Effect of a Uniform Magnetic Field on a Current Loop

Problems from IIT JEE

Problem (IIT JEE 2006): Torque on a Current Loop An infinitely long wire carrying current $I_1$ passes through O and is perpendicular to the plane of paper. Another current carrying loop ABCD lies in plane of paper as shown in figure. Which of the following statement(s) is (are) correct?

  1. net force on the loop is zero.
  2. net torque on the loop is zero.
  3. loop will rotate clockwise about axis $OO^\prime$ when seen from $O$.
  4. loop will rotate anticlockwise $OO^\prime$ when seen from $O$.

Solution: Torque on a Current Loop The magnetic field $\vec{B}$ by the current $I_1$ is circumferential. For each element $\mathrm{d}\vec{l}$ on the branch AB, $\vec{B}$ is parallel to the current direction making the force, \begin{alignat}{2} &\vec{F}_\text{AB}=\int_{A}^{B} I_2\,\mathrm{d}\vec{l}\times\vec{B}=0.\nonumber \end{alignat} For the branch CD, $\vec{B}$ is anti-parallel to $\mathrm{d}\vec{l}$. Thus, total force on branch CD is $\vec{F}_\text{CD}=0$.

For the branch BC, $\vec{B}$ is perpendicular to $\mathrm{d}\vec{l}$, and $\mathrm{d}\vec{l}\times \vec{B}$ is coming out of the paper making $\vec{F}_\text{BC}=F_\text{BC}\odot$, where $F_\text{BC}$ is the magnitude of force.
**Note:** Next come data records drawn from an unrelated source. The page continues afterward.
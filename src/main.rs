use clap::Parser;
use salonbook::cli::Cli;

fn main() -> anyhow::Result<()> {
    let cli = Cli::parse();
    salonbook::logging::init_logging(cli.verbose());
    cli.run()
}
//! Criterion benchmarks for the booking normalizer

use criterion::{criterion_group, criterion_main, BenchmarkId, Criterion, Throughput};
use salonbook::services::{display_string, parse_price, BookingNormalizer, StatsAggregator};
use salonbook::storage::{MemoryStore, CLIENT_BOOKINGS_KEY, MANUAL_BOOKINGS_KEY};
use salonbook::types::LooseValue;
use serde_json::json;
use std::hint::black_box;

/// Build `n` client and `n` manual records with mixed field shapes
fn make_collections(n: usize) -> (String, String) {
    let client: Vec<_> = (0..n)
        .map(|i| {
            let service = if i % 2 == 0 {
                json!({"name": "Corte", "price": format!("{},50€", i % 60)})
            } else {
                json!("Manicure")
            };
            let professional = if i % 3 == 0 {
                json!("agent")
            } else {
                json!({"id": format!("p{}", i % 4), "name": "Joana"})
            };
            let status = if i % 5 == 0 { "completed" } else { "confirmed" };
            json!({
                "id": format!("a{}", i),
                "date": format!("2024-06-{:02}", i % 28 + 1),
                "time": format!("{:02}:00", 9 + i % 9),
                "userName": format!("Cliente {}", i % 200),
                "service": service,
                "professional": professional,
                "status": status
            })
        })
        .collect();

    let manual: Vec<_> = (0..n)
        .map(|i| {
            json!({
                "id": format!("m{}", i),
                "date": format!("2024-06-{:02}", i % 28 + 1),
                "time": format!("{:02}:30", 9 + i % 9),
                "client": format!("Cliente {}", i % 150),
                "service": {"title": "Coloração"},
                "priceValue": i % 90,
                "status": "completed",
                "proId": format!("p{}", i % 4)
            })
        })
        .collect();

    (
        serde_json::to_string(&client).unwrap_or_default(),
        serde_json::to_string(&manual).unwrap_or_default(),
    )
}

fn bench_load_and_normalize(c: &mut Criterion) {
    let mut group = c.benchmark_group("normalizer");

    for size in [100usize, 1_000, 10_000] {
        let (client, manual) = make_collections(size);
        let normalizer = BookingNormalizer::new(MemoryStore::with_values([
            (CLIENT_BOOKINGS_KEY, client.clone()),
            (MANUAL_BOOKINGS_KEY, manual.clone()),
        ]));

        group.throughput(Throughput::Bytes((client.len() + manual.len()) as u64));
        group.bench_with_input(
            BenchmarkId::new("load_and_normalize", format!("{} records", size * 2)),
            &normalizer,
            |b, normalizer| {
                b.iter(|| black_box(normalizer.load_and_normalize()));
            },
        );
    }

    group.finish();
}

fn bench_compute_stats(c: &mut Criterion) {
    let (client, manual) = make_collections(5_000);
    let normalizer = BookingNormalizer::new(MemoryStore::with_values([
        (CLIENT_BOOKINGS_KEY, client),
        (MANUAL_BOOKINGS_KEY, manual),
    ]));
    let bookings = normalizer.load_and_normalize().bookings;

    let mut group = c.benchmark_group("stats");
    group.throughput(Throughput::Elements(bookings.len() as u64));
    group.bench_function("compute", |b| {
        b.iter(|| StatsAggregator::compute(black_box(&bookings)));
    });
    group.finish();
}

fn bench_field_resolution(c: &mut Criterion) {
    let service = LooseValue::from(json!({"name": "Corte", "price": "12,50€"}));
    let price = LooseValue::from("12,50€");

    let mut group = c.benchmark_group("fields");
    group.bench_function("display_string", |b| {
        b.iter(|| display_string(black_box(Some(&service))));
    });
    group.bench_function("parse_price", |b| {
        b.iter(|| parse_price(black_box(Some(&price))));
    });
    group.finish();
}

criterion_group!(
    benches,
    bench_load_and_normalize,
    bench_compute_stats,
    bench_field_resolution
);
criterion_main!(benches);
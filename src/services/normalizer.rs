//! Booking field normalization
//!
//! Resolves the loosely-shaped fields of raw booking records into plain
//! display strings and prices, and maps both raw record kinds onto
//! [`UnifiedBooking`]. Every function here is total.

use serde_json::{Number, Value};

use crate::types::{
    BookingSource, BookingStatus, ClientBookingRecord, LooseValue, ManualBookingRecord,
    UnifiedBooking,
};

/// Fallback client name when a record carries none
pub const DEFAULT_CLIENT: &str = "Cliente";

/// Professional assumed when a booking has no resolvable staff id
pub const DEFAULT_PRO_ID: &str = "p1";

/// Label for objects with neither `name` nor `title`
const UNNAMED_OBJECT: &str = "Info";

/// Resolve any stored value to text that is safe to render.
///
/// - string → unchanged
/// - number → decimal text (`35`, `12.5`)
/// - object with a truthy `name`, else a truthy `title` → that member as text
/// - any other object or list → `"Info"`
/// - absent, `null` or boolean → `""`
///
/// # Examples
/// ```
/// use salonbook::services::normalizer::display_string;
/// use salonbook::types::LooseValue;
/// use serde_json::json;
///
/// assert_eq!(display_string(Some(&LooseValue::from(json!({"name": "X"})))), "X");
/// assert_eq!(display_string(Some(&LooseValue::from(json!({})))), "Info");
/// assert_eq!(display_string(None), "");
/// ```
pub fn display_string(value: Option<&LooseValue>) -> String {
    match value {
        Some(LooseValue::Text(s)) => s.clone(),
        Some(LooseValue::Number(n)) => format_number(n),
        Some(LooseValue::Object(map)) => ["name", "title"]
            .iter()
            .find_map(|key| map.get(*key).filter(|v| is_truthy(v)))
            .map(coerce_to_text)
            .unwrap_or_else(|| UNNAMED_OBJECT.to_string()),
        Some(LooseValue::List(_)) => UNNAMED_OBJECT.to_string(),
        Some(LooseValue::Other(_)) | None => String::new(),
    }
}

/// Parse a stored price into a number, `0.0` on anything unusable.
///
/// Strips `€`, treats `,` as the decimal separator and reads the leading
/// numeric part of the text, so `"35 €"` and `"12,50€"` both parse.
/// Values that overflow to infinity, such as `"1e400"`, also count as
/// unusable and yield `0.0`, so a price is always finite.
///
/// # Examples
/// ```
/// use salonbook::services::normalizer::parse_price;
/// use salonbook::types::LooseValue;
///
/// assert_eq!(parse_price(Some(&LooseValue::from("35€"))), 35.0);
/// assert_eq!(parse_price(Some(&LooseValue::from("12,50€"))), 12.5);
/// assert_eq!(parse_price(None), 0.0);
/// ```
pub fn parse_price(value: Option<&LooseValue>) -> f64 {
    let parsed = match value {
        Some(LooseValue::Number(n)) => n.as_f64(),
        Some(LooseValue::Text(s)) => parse_price_text(s),
        _ => None,
    };
    parsed.filter(|p| p.is_finite()).unwrap_or(0.0)
}

/// Map a client self-service record onto the unified shape
pub fn normalize_client(record: &ClientBookingRecord) -> UnifiedBooking {
    let pro_id = record
        .professional
        .as_ref()
        .and_then(|p| p.field("id"))
        .map(|id| display_string(Some(&id)))
        .unwrap_or_else(|| DEFAULT_PRO_ID.to_string());

    let price = record.service.as_ref().and_then(|s| s.field("price"));

    UnifiedBooking {
        id: display_string(record.id.as_ref()),
        date: display_string(record.date.as_ref()),
        time: display_string(record.time.as_ref()),
        client: client_name(record.user_name.as_ref()),
        service: display_string(record.service.as_ref()),
        price_value: parse_price(price.as_ref()),
        status: status_or_default(record.status.as_ref()),
        pro_id,
        source: BookingSource::App,
        payment_method: record.payment_method.as_ref().map(|m| display_string(Some(m))),
    }
}

/// Map an owner-entered agenda record onto the unified shape
pub fn normalize_manual(record: &ManualBookingRecord) -> UnifiedBooking {
    let pro_id = match &record.pro_id {
        Some(id) => display_string(Some(id)),
        None => DEFAULT_PRO_ID.to_string(),
    };

    UnifiedBooking {
        id: display_string(record.id.as_ref()),
        date: display_string(record.date.as_ref()),
        time: display_string(record.time.as_ref()),
        client: client_name(record.client.as_ref()),
        service: display_string(record.service.as_ref()),
        price_value: parse_price(record.price_value.as_ref()),
        status: status_or_default(record.status.as_ref()),
        pro_id,
        source: BookingSource::Manual,
        payment_method: record.payment_method.as_ref().map(|m| display_string(Some(m))),
    }
}

/// Resolved client name, never empty
fn client_name(value: Option<&LooseValue>) -> String {
    let name = display_string(value);
    if name.is_empty() {
        DEFAULT_CLIENT.to_string()
    } else {
        name
    }
}

fn status_or_default(value: Option<&LooseValue>) -> BookingStatus {
    match value {
        Some(v) => BookingStatus::from(display_string(Some(v))),
        None => BookingStatus::Confirmed,
    }
}

/// Integers print without a fractional part, like the producing screens do.
fn format_number(n: &Number) -> String {
    if let Some(i) = n.as_i64() {
        i.to_string()
    } else if let Some(u) = n.as_u64() {
        u.to_string()
    } else {
        n.as_f64().map(|f| f.to_string()).unwrap_or_default()
    }
}

fn is_truthy(value: &Value) -> bool {
    match value {
        Value::Null => false,
        Value::Bool(b) => *b,
        Value::Number(n) => n.as_f64().is_some_and(|f| f != 0.0),
        Value::String(s) => !s.is_empty(),
        Value::Array(_) | Value::Object(_) => true,
    }
}

/// Text for a `name`/`title` member. Nested objects resolve recursively.
fn coerce_to_text(value: &Value) -> String {
    match value {
        Value::Bool(b) => b.to_string(),
        other => display_string(Some(&LooseValue::from(other.clone()))),
    }
}

fn parse_price_text(text: &str) -> Option<f64> {
    let cleaned = text.replace('€', "").replace(',', ".");
    leading_number(cleaned.trim_start())?.parse().ok()
}

/// Longest prefix of `s` that reads as a decimal number: optional sign,
/// digits with at most one `.`, optional exponent.
fn leading_number(s: &str) -> Option<&str> {
    let bytes = s.as_bytes();
    let mut end = 0;

    if matches!(bytes.first(), Some(b'+') | Some(b'-')) {
        end += 1;
    }

    let mut digits = 0;
    while end < bytes.len() && bytes[end].is_ascii_digit() {
        end += 1;
        digits += 1;
    }
    if end < bytes.len() && bytes[end] == b'.' {
        end += 1;
        while end < bytes.len() && bytes[end].is_ascii_digit() {
            end += 1;
            digits += 1;
        }
    }
    if digits == 0 {
        return None;
    }

    // Exponent only counts when at least one digit follows it
    if end < bytes.len() && matches!(bytes[end], b'e' | b'E') {
        let mut exp_end = end + 1;
        if exp_end < bytes.len() && matches!(bytes[exp_end], b'+' | b'-') {
            exp_end += 1;
        }
        let exp_digits_start = exp_end;
        while exp_end < bytes.len() && bytes[exp_end].is_ascii_digit() {
            exp_end += 1;
        }
        if exp_end > exp_digits_start {
            end = exp_end;
        }
    }

    Some(&s[..end])
}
For the branch DA, $\mathrm{d}\vec{l}\times \vec{B}$ is going into the paper making $\vec{F}_\text{DA}=F_\text{DA}\otimes$, where $F_\text{DA}$ is the magnitude of force. By symmetry, $\vec{F}_\text{BC}=-\vec{F}_\text{DA}$.
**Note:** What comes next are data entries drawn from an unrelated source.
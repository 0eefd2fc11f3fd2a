//! Professional availability: vacation exclusion and the allocation used
//! when a client leaves the choice to the AI agent

use chrono::NaiveDate;
use std::collections::HashSet;

use crate::services::normalizer::display_string;
use crate::services::stats::DATE_FORMAT;
use crate::types::{BookingStatus, StaffRecord, UnifiedBooking};

pub fn is_on_vacation(staff: &StaffRecord, date: NaiveDate) -> bool {
    staff.vacation_ranges().any(|range| range.contains(date))
}

/// Staff working on `date`, in stored order
pub fn available_professionals(staff: &[StaffRecord], date: NaiveDate) -> Vec<&StaffRecord> {
    staff.iter().filter(|s| !is_on_vacation(s, date)).collect()
}

/// Pick a professional for an `"agent"` booking.
///
/// Returns the id of the first staff member, in stored order, who is not on
/// vacation and has no booking in the same slot. Cancelled bookings do not
/// hold a slot. Staff without a resolvable id are never picked.
pub fn allocate_professional(
    staff: &[StaffRecord],
    bookings: &[UnifiedBooking],
    date: NaiveDate,
    time: &str,
) -> Option<String> {
    let day = date.format(DATE_FORMAT).to_string();
    let busy: HashSet<&str> = bookings
        .iter()
        .filter(|b| b.date == day && b.time == time)
        .filter(|b| b.status != BookingStatus::Cancelled)
        .map(|b| b.pro_id.as_str())
        .collect();

    available_professionals(staff, date)
        .into_iter()
        .map(|s| display_string(s.id.as_ref()))
        .find(|id| !id.is_empty() && !busy.contains(id.as_str()))
}

#[cfg(test)]
mod tests {
    use super::*;
    use crate::types::{BookingSource, LooseValue};
    use serde_json::{json, Map};

    fn day(d: u32) -> NaiveDate {
        NaiveDate::from_ymd_opt(2024, 6, d).unwrap()
    }

    fn make_staff(id: &str, vacations: Vec<(u32, u32)>) -> StaffRecord {
        StaffRecord {
            id: Some(LooseValue::from(id)),
            name: Some(LooseValue::from(id)),
            role: None,
            vacations: vacations
                .into_iter()
                .map(|(start, end)| {
                    json!({"start": day(start).to_string(), "end": day(end).to_string()})
                })
                .collect(),
            extra: Map::new(),
        }
    }

    fn make_booking(pro_id: &str, date: &str, time: &str, status: BookingStatus) -> UnifiedBooking {
        UnifiedBooking {
            id: format!("{}-{}", pro_id, time),
            date: date.to_string(),
            time: time.to_string(),
            client: "Cliente".to_string(),
            service: "Corte".to_string(),
            price_value: 0.0,
            status,
            pro_id: pro_id.to_string(),
            source: BookingSource::App,
            payment_method: None,
        }
    }

    #[test]
    fn test_is_on_vacation() {
        let staff = make_staff("p1", vec![(2, 9)]);
        assert!(!is_on_vacation(&staff, day(1)));
        assert!(is_on_vacation(&staff, day(2)));
        assert!(is_on_vacation(&staff, day(9)));
        assert!(!is_on_vacation(&staff, day(10)));
    }

    #[test]
    fn test_available_professionals_excludes_vacation() {
        let staff = vec![
            make_staff("p1", vec![]),
            make_staff("p2", vec![(1, 3)]),
            make_staff("p3", vec![(10, 12)]),
        ];
        let available = available_professionals(&staff, day(2));
        let ids: Vec<String> = available
            .iter()
            .map(|s| display_string(s.id.as_ref()))
            .collect();
        assert_eq!(ids, vec!["p1", "p3"]);
    }

    #[test]
    fn test_allocate_first_free() {
        let staff = vec![make_staff("p1", vec![]), make_staff("p2", vec![])];
        let bookings = vec![make_booking("p1", "2024-06-05", "10:00", BookingStatus::Confirmed)];

        assert_eq!(
            allocate_professional(&staff, &bookings, day(5), "10:00"),
            Some("p2".to_string())
        );
        assert_eq!(
            allocate_professional(&staff, &bookings, day(5), "11:00"),
            Some("p1".to_string())
        );
    }

    #[test]
    fn test_allocate_skips_vacation() {
        let staff = vec![make_staff("p1", vec![(5, 5)]), make_staff("p2", vec![])];
        assert_eq!(
            allocate_professional(&staff, &[], day(5), "10:00"),
            Some("p2".to_string())
        );
    }

    #[test]
    fn test_allocate_cancelled_frees_slot() {
        let staff = vec![make_staff("p1", vec![])];
        let bookings = vec![make_booking("p1", "2024-06-05", "10:00", BookingStatus::Cancelled)];
        assert_eq!(
            allocate_professional(&staff, &bookings, day(5), "10:00"),
            Some("p1".to_string())
        );
    }

    #[test]
    fn test_allocate_none_when_all_busy() {
        let staff = vec![make_staff("p1", vec![]), make_staff("p2", vec![(1, 30)])];
        let bookings = vec![make_booking("p1", "2024-06-05", "10:00", BookingStatus::Completed)];
        assert_eq!(allocate_professional(&staff, &bookings, day(5), "10:00"), None);
    }

    #[test]
    fn test_timestamp_vacations_keep_professional_working_elsewhere() {
        let staff: StaffRecord = serde_json::from_value(json!({
            "id": "p1",
            "name": "Joana",
            "vacations": [{"start": "2024-08-01T00:00:00.000Z", "end": "2024-08-15T00:00:00.000Z"}]
        }))
        .unwrap();
        let staff = vec![staff];

        assert_eq!(
            allocate_professional(&staff, &[], day(5), "10:00"),
            Some("p1".to_string())
        );
        let august = NaiveDate::from_ymd_opt(2024, 8, 10).unwrap();
        assert_eq!(allocate_professional(&staff, &[], august, "10:00"), None);
    }

    #[test]
    fn test_unreadable_vacation_does_not_block() {
        let mut staff = make_staff("p1", vec![]);
        staff.vacations.push(json!({"start": "soon"}));
        assert!(!is_on_vacation(&staff, day(5)));
        assert_eq!(available_professionals(&[staff], day(5)).len(), 1);
    }

    #[test]
    fn test_allocate_skips_staff_without_id() {
        let mut nameless = make_staff("x", vec![]);
        nameless.id = None;
        let staff = vec![nameless, make_staff("p2", vec![])];
        assert_eq!(
            allocate_professional(&staff, &[], day(5), "10:00"),
            Some("p2".to_string())
        );
    }
}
Thus, net force acting on ABCDA is zero. However, there is non-zero clockwise (when looking from O) torque that rotates the loop in clockwise direction. The readers are encouraged to show that, \begin{alignat}{2} &F_\text{BC}=\int_{r_1}^{r_2} I_2 B(r) \mathrm{d} r=\frac{\mu_0 I_1 I_2}{2\pi}\ln\left(\frac{r_2}{r_1}\right). \nonumber \end{alignat} Thus, correct options are A and C.